* Work task
Beneath this instruction is a block of data; output from it exactly the lines that run from the one containing "Any stage may" through the one containing "pub const fn can_advance_to(self, next: Self)", inclusive.

Items from a data source
+--

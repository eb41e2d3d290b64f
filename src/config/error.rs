//! Error types for configuration parsing and validation.

use std::path::PathBuf;

use thiserror::Error;

use crate::register::RegisterName;

/// Error type for configuration operations.
///
/// Covers errors from parsing, validation, and file operations.
/// Mode flag conflicts are not configuration errors; they are reported
/// by the reconciler.
#[derive(Debug, Error)]
pub enum ConfigError {
    /// Failed to read the configuration file.
    #[error("Failed to read config file '{}': {source}", path.display())]
    FileRead {
        /// Path to the config file
        path: PathBuf,
        /// Underlying I/O error
        #[source]
        source: std::io::Error,
    },

    /// Failed to parse the TOML configuration.
    #[error("Failed to parse TOML config: {0}")]
    TomlParse(#[from] toml::de::Error),

    /// Failed to write configuration file (for init command).
    #[error("Failed to write config file '{}': {source}", path.display())]
    FileWrite {
        /// Path to the config file
        path: PathBuf,
        /// Underlying I/O error
        #[source]
        source: std::io::Error,
    },

    /// A register assignment is not in `NAME=HEX` or `NAME:HEX` form.
    #[error("Invalid register assignment '{value}': expected 'NAME=HEX' or 'NAME:HEX'")]
    InvalidAssignment {
        /// The invalid assignment string
        value: String,
    },

    /// The register name is not known.
    #[error("Unknown register '{name}'")]
    UnknownRegister {
        /// The name as given
        name: String,
    },

    /// The register exists but cannot be set by the user.
    #[error("Register {name} cannot be set; it is only written by the preset")]
    NotSettable {
        /// The register
        name: RegisterName,
    },

    /// The register value is not a byte.
    #[error("Invalid value '{value}' for {name}: expected a hex byte (00-ff)")]
    InvalidRegisterValue {
        /// The register
        name: RegisterName,
        /// The value as given
        value: String,
    },

    /// Both a TPM device and a register image were selected.
    #[error("Conflicting device targets: '{device}' and image '{image}'. {hint}")]
    ConflictingDevice {
        /// The TPM device path
        device: String,
        /// The register image path
        image: String,
        /// Hint for resolving the conflict
        hint: &'static str,
    },
}
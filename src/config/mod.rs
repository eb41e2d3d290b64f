//! Configuration layer for NTC2-PRECONFIG.
//!
//! This module provides:
//! - CLI argument parsing ([`Cli`], [`Command`])
//! - TOML configuration file parsing ([`TomlConfig`])
//! - Validated configuration ([`ValidatedConfig`], [`DeviceTarget`])
//! - Configuration file generation ([`write_default_config`])
//! - Default values ([`defaults`])
//!
//! # Priority
//!
//! Configuration values are resolved with the following priority (highest to lowest):
//!
//! 1. **Explicit CLI arguments** - Values explicitly passed via command line
//! 2. **TOML config file** - Values from the configuration file
//! 3. **Built-in defaults** - Hardcoded default values
//!
//! Register values are merged per register: `--set AltCfg=07` replaces only the
//! TOML value of `AltCfg`, other `[registers]` entries are kept.
//!
//! Device selection is replaced as a whole: if the CLI gives `--device` or
//! `--image`, the TOML `[device]` section is ignored. Selecting both a device and
//! an image within one source is an error.
//!
//! # Boolean Flag Semantics
//!
//! Mode flags (`--prequired`, `--override`) use OR semantics:
//! - If set `true` in either CLI or TOML, the result is `true`.
//! - Setting both modes is not rejected here; the reconciler reports it as a
//!   usage error together with the other mode/overlay conflicts.

mod cli;
pub mod defaults;
mod error;
mod toml;
mod validated;

#[cfg(test)]
mod toml_tests;
#[cfg(test)]
mod validated_tests;

pub use cli::{Cli, Command};
pub use error::ConfigError;
pub use self::toml::{RegisterValue, TomlConfig, default_config_template};
pub use validated::{DeviceTarget, ValidatedConfig, write_default_config};
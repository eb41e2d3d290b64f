//! Register names and their classification.

use std::fmt;
use std::str::FromStr;

use thiserror::Error;

/// Number of registers in the vendor configuration structure.
pub const REGISTER_COUNT: usize = 18;

/// One of the configuration registers of the device.
///
/// The declaration order is the wire order of the configuration structure,
/// and the discriminant doubles as the register's byte offset.
#[derive(Debug, Clone, Copy, PartialEq, Eq, PartialOrd, Ord, Hash)]
pub enum RegisterName {
    /// I2C locality 1 and 2 addresses
    I2cLoc1_2,
    /// I2C locality 3 and 4 addresses
    I2cLoc3_4,
    /// GPIO alternate function select
    AltCfg,
    /// GPIO direction
    Direction,
    /// GPIO pull-up enable
    PullUp,
    /// GPIO push-pull / open-drain select
    PushPull,
    CfgA,
    CfgB,
    CfgC,
    CfgD,
    CfgE,
    CfgF,
    CfgG,
    CfgH,
    CfgI,
    CfgJ,
    /// Marks the configuration structure as valid
    IsValid,
    /// Pre-configuration lock state
    IsLocked,
}

impl RegisterName {
    /// All registers, in wire order.
    pub const ALL: [Self; REGISTER_COUNT] = [
        Self::I2cLoc1_2,
        Self::I2cLoc3_4,
        Self::AltCfg,
        Self::Direction,
        Self::PullUp,
        Self::PushPull,
        Self::CfgA,
        Self::CfgB,
        Self::CfgC,
        Self::CfgD,
        Self::CfgE,
        Self::CfgF,
        Self::CfgG,
        Self::CfgH,
        Self::CfgI,
        Self::CfgJ,
        Self::IsValid,
        Self::IsLocked,
    ];

    /// Byte offset of the register in the configuration structure.
    #[must_use]
    pub const fn index(self) -> usize {
        self as usize
    }

    /// Canonical spelling, as used by the vendor tooling.
    #[must_use]
    pub const fn as_str(self) -> &'static str {
        match self {
            Self::I2cLoc1_2 => "i2cLoc1_2",
            Self::I2cLoc3_4 => "i2cLoc3_4",
            Self::AltCfg => "AltCfg",
            Self::Direction => "Direction",
            Self::PullUp => "PullUp",
            Self::PushPull => "PushPull",
            Self::CfgA => "CFG_A",
            Self::CfgB => "CFG_B",
            Self::CfgC => "CFG_C",
            Self::CfgD => "CFG_D",
            Self::CfgE => "CFG_E",
            Self::CfgF => "CFG_F",
            Self::CfgG => "CFG_G",
            Self::CfgH => "CFG_H",
            Self::CfgI => "CFG_I",
            Self::CfgJ => "CFG_J",
            Self::IsValid => "IsValid",
            Self::IsLocked => "IsLocked",
        }
    }

    /// Classification of this register, from the register table.
    #[must_use]
    pub fn classification(self) -> Classification {
        super::table::spec(self).classification
    }

    /// Returns true if the register may appear in a user overlay.
    #[must_use]
    pub fn is_user_settable(self) -> bool {
        !matches!(self.classification(), Classification::RequiredPreset)
    }
}

impl fmt::Display for RegisterName {
    fn fmt(&self, f: &mut fmt::Formatter<'_>) -> fmt::Result {
        f.write_str(self.as_str())
    }
}

/// Error returned when a string names no known register.
#[derive(Debug, Clone, PartialEq, Eq, Error)]
#[error("unknown register '{0}'")]
pub struct UnknownRegister(pub String);

impl FromStr for RegisterName {
    type Err = UnknownRegister;

    fn from_str(s: &str) -> Result<Self, Self::Err> {
        let trimmed = s.trim();
        Self::ALL
            .into_iter()
            .find(|name| name.as_str().eq_ignore_ascii_case(trimmed))
            .ok_or_else(|| UnknownRegister(s.to_string()))
    }
}

/// How a register may be changed.
#[derive(Debug, Clone, Copy, PartialEq, Eq, Hash)]
pub enum Classification {
    /// User-settable in override mode.
    Free,
    /// Hardware-mandated; must equal its constant in every mode.
    Fixed,
    /// Has a value only in preset mode; never user-settable.
    RequiredPreset,
}

impl fmt::Display for Classification {
    fn fmt(&self, f: &mut fmt::Formatter<'_>) -> fmt::Result {
        match self {
            Self::Free => write!(f, "free"),
            Self::Fixed => write!(f, "fixed"),
            Self::RequiredPreset => write!(f, "preset-only"),
        }
    }
}
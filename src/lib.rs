//! NTC2-PRECONFIG: TPM configuration register reconciler
//!
//! A library for computing, validating and writing the vendor
//! configuration registers of NTC2-compatible TPMs.

pub mod config;
pub mod device;
pub mod reconcile;
pub mod register;
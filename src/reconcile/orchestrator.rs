//! Reconciliation orchestrator.
//!
//! Drives one invocation through its stages:
//!
//! ```text
//! Init -> ModeResolved -> [BaselineFetched] -> Merged -> Validated -> Submitted
//! ```
//!
//! `BaselineFetched` only exists in override mode; preset mode goes from
//! `ModeResolved` to `Merged` by populating the preset values. Any stage may
//! end in `Failed`. The device is only written after `Validated`.

use std::fmt;

use crate::device::ConfigDevice;
use crate::register::{Overlay, RegisterChange, RegisterSet};

use super::merge::{merge, preset};
use super::mode::{ResolvedMode, resolve};
use super::validate::validate;
use super::{ReconcileError, TransportPhase};

/// Stage of a reconciliation run.
#[derive(Debug, Clone, Copy, PartialEq, Eq)]
pub enum Stage {
    /// Nothing done yet
    Init,
    /// Mode flags and overlay accepted
    ModeResolved,
    /// Device configuration read (override mode only)
    BaselineFetched,
    /// Final register set computed
    Merged,
    /// Fixed values checked
    Validated,
    /// Final register set written to the device
    Submitted,
    /// Run aborted
    Failed,
}

impl Stage {
    /// Returns true if `next` may directly follow this stage.
    #[must_use]
    pub const fn can_advance_to(self, next: Self) -> bool {
        matches!(
            (self, next),
            (Self::Init, Self::ModeResolved)
                | (Self::ModeResolved, Self::BaselineFetched | Self::Merged)
                | (Self::BaselineFetched, Self::Merged)
                | (Self::Merged, Self::Validated)
                | (Self::Validated, Self::Submitted)
                | (
                    Self::Init
                        | Self::ModeResolved
                        | Self::BaselineFetched
                        | Self::Merged
                        | Self::Validated,
                    Self::Failed
                )
        )
    }

    /// Returns true for stages no run leaves.
    #[must_use]
    pub const fn is_terminal(self) -> bool {
        matches!(self, Self::Submitted | Self::Failed)
    }
}

impl fmt::Display for Stage {
    fn fmt(&self, f: &mut fmt::Formatter<'_>) -> fmt::Result {
        let name = match self {
            Self::Init => "init",
            Self::ModeResolved => "mode-resolved",
            Self::BaselineFetched => "baseline-fetched",
            Self::Merged => "merged",
            Self::Validated => "validated",
            Self::Submitted => "submitted",
            Self::Failed => "failed",
        };
        f.write_str(name)
    }
}

/// How much the reconciler reports about register changes.
#[derive(Debug, Clone, Copy, Default, PartialEq, Eq)]
pub enum Verbosity {
    /// Summary only; register changes go to debug logs.
    #[default]
    Normal,
    /// Register changes and the final set are logged at info level.
    Verbose,
}

/// What the user asked for: mode flags plus requested register values.
#[derive(Debug, Clone, Default, PartialEq, Eq)]
pub struct ReconcileRequest {
    /// Write the preset values
    pub use_preset: bool,
    /// Read-modify-write with the overlay
    pub use_override: bool,
    /// Requested register values
    pub overlay: Overlay,
}

impl ReconcileRequest {
    /// Request for preset mode with no overlay.
    #[must_use]
    pub fn preset() -> Self {
        Self {
            use_preset: true,
            ..Self::default()
        }
    }

    /// Request for override mode with the given overlay.
    #[must_use]
    pub fn override_with(overlay: Overlay) -> Self {
        Self {
            use_override: true,
            overlay,
            ..Self::default()
        }
    }
}

/// Result of a successful reconciliation run.
#[derive(Debug, Clone, PartialEq, Eq)]
pub struct ReconcileReport {
    /// Resolved mode
    pub mode: ResolvedMode,
    /// Configuration read from the device (override mode only)
    pub baseline: Option<RegisterSet>,
    /// Validated configuration that was (or, in a dry run, would be) written
    pub config: RegisterSet,
    /// Registers that differ from the baseline (override mode only)
    pub changes: Vec<RegisterChange>,
    /// Stages visited, in order
    pub stages: Vec<Stage>,
    /// Whether the configuration was written to the device
    pub submitted: bool,
}

/// Records stage transitions and rejects illegal ones.
#[derive(Debug)]
struct StageTrail {
    stages: Vec<Stage>,
}

impl StageTrail {
    fn new() -> Self {
        Self {
            stages: vec![Stage::Init],
        }
    }

    fn current(&self) -> Stage {
        self.stages.last().copied().unwrap_or(Stage::Init)
    }

    fn advance(&mut self, next: Stage) {
        let current = self.current();
        debug_assert!(
            current.can_advance_to(next),
            "illegal stage transition {current} -> {next}"
        );
        tracing::debug!("Reconcile stage: {current} -> {next}");
        self.stages.push(next);
    }

    fn fail(&mut self, error: &ReconcileError) {
        debug_assert_eq!(self.current(), error.stage());
        tracing::debug!("Reconcile failed at stage {}: {error}", self.current());
        self.advance(Stage::Failed);
    }
}

/// Runs reconciliations against a [`ConfigDevice`].
///
/// # Example
///
/// ```ignore
/// use ntc2_preconfig::reconcile::{Reconciler, ReconcileRequest, Verbosity};
///
/// let report = Reconciler::new()
///     .with_verbosity(Verbosity::Verbose)
///     .run(&mut device, ReconcileRequest::preset())?;
/// assert!(report.submitted);
/// ```
#[derive(Debug, Clone, Copy, Default)]
pub struct Reconciler {
    verbosity: Verbosity,
    dry_run: bool,
}

impl Reconciler {
    /// Creates a reconciler with normal verbosity that submits its result.
    #[must_use]
    pub const fn new() -> Self {
        Self {
            verbosity: Verbosity::Normal,
            dry_run: false,
        }
    }

    /// Sets the verbosity.
    #[must_use]
    pub const fn with_verbosity(mut self, verbosity: Verbosity) -> Self {
        self.verbosity = verbosity;
        self
    }

    /// Stops after validation without writing to the device.
    #[must_use]
    pub const fn with_dry_run(mut self, dry_run: bool) -> Self {
        self.dry_run = dry_run;
        self
    }

    /// Returns the configured verbosity.
    #[must_use]
    pub const fn verbosity(&self) -> Verbosity {
        self.verbosity
    }

    /// Returns true if submission is skipped.
    #[must_use]
    pub const fn is_dry_run(&self) -> bool {
        self.dry_run
    }

    /// Runs one reconciliation.
    ///
    /// The device is read at most once (override mode, right before the
    /// merge) and written at most once (after validation, unless this is a
    /// dry run).
    ///
    /// # Errors
    ///
    /// - [`ReconcileError::Usage`] if the mode flags and overlay conflict;
    ///   the device is not touched.
    /// - [`ReconcileError::Transport`] if the baseline read or the
    ///   submission fails.
    /// - [`ReconcileError::Violation`] if a fixed register would be written
    ///   with the wrong value; nothing is written.
    ///
    /// [`ReconcileError::stage`] tells which stage the run reached before
    /// failing.
    pub fn run<D>(
        &self,
        device: &mut D,
        request: ReconcileRequest,
    ) -> Result<ReconcileReport, ReconcileError>
    where
        D: ConfigDevice + ?Sized,
    {
        let mut trail = StageTrail::new();
        let result = self.drive(device, request, &mut trail);
        if let Err(ref e) = result {
            trail.fail(e);
        }
        result
    }

    fn drive<D>(
        &self,
        device: &mut D,
        request: ReconcileRequest,
        trail: &mut StageTrail,
    ) -> Result<ReconcileReport, ReconcileError>
    where
        D: ConfigDevice + ?Sized,
    {
        let mode = resolve(request.use_preset, request.use_override, request.overlay)?;
        trail.advance(Stage::ModeResolved);
        tracing::info!("Reconciling in {} mode", mode.name());

        let (baseline, config) = match &mode {
            ResolvedMode::Preset => {
                let config = preset();
                trail.advance(Stage::Merged);
                (None, config)
            }
            ResolvedMode::Override(overlay) => {
                let baseline = device
                    .read_config()
                    .map_err(|e| ReconcileError::transport(TransportPhase::BaselineRead, e))?;
                trail.advance(Stage::BaselineFetched);
                tracing::debug!("Baseline: {baseline}");

                let merged = merge(&baseline, overlay);
                trail.advance(Stage::Merged);
                (Some(baseline), merged)
            }
        };

        let changes = baseline.map(|b| b.diff(&config)).unwrap_or_default();
        self.log_changes(baseline.is_some(), &changes, &config);

        validate(&config)?;
        trail.advance(Stage::Validated);

        let submitted = if self.dry_run {
            tracing::info!("Dry-run: skipping device write");
            false
        } else {
            device
                .submit_config(&config)
                .map_err(|e| ReconcileError::transport(TransportPhase::Submission, e))?;
            trail.advance(Stage::Submitted);
            tracing::info!("Configuration written to device");
            true
        };

        Ok(ReconcileReport {
            mode,
            baseline,
            config,
            changes,
            stages: trail.stages.clone(),
            submitted,
        })
    }

    fn log_changes(&self, has_baseline: bool, changes: &[RegisterChange], config: &RegisterSet) {
        let verbose = self.verbosity == Verbosity::Verbose;

        if has_baseline && changes.is_empty() {
            tracing::info!("Requested values already match the device configuration");
        }

        for change in changes {
            if verbose {
                tracing::info!("{change}");
            } else {
                tracing::debug!("{change}");
            }
        }

        if verbose {
            tracing::info!("Final configuration: {config}");
        } else {
            tracing::debug!("Final configuration: {config}");
        }
    }
}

+--

* Written solution
//! `ModeResolved` to `Merged` by populating the preset values. Any stage may
//! end in `Failed`. The device is only written after `Validated`.

use std::fmt;

use crate::device::ConfigDevice;
use crate::register::{Overlay, RegisterChange, RegisterSet};

use super::merge::{merge, preset};
use super::mode::{ResolvedMode, resolve};
use super::validate::validate;
use super::{ReconcileError, TransportPhase};

/// Stage of a reconciliation run.
#[derive(Debug, Clone, Copy, PartialEq, Eq)]
pub enum Stage {
    /// Nothing done yet
    Init,
    /// Mode flags and overlay accepted
    ModeResolved,
    /// Device configuration read (override mode only)
    BaselineFetched,
    /// Final register set computed
    Merged,
    /// Fixed values checked
    Validated,
    /// Final register set written to the device
    Submitted,
    /// Run aborted
    Failed,
}

impl Stage {
    /// Returns true if `next` may directly follow this stage.
    #[must_use]
    pub const fn can_advance_to(self, next: Self) -> bool {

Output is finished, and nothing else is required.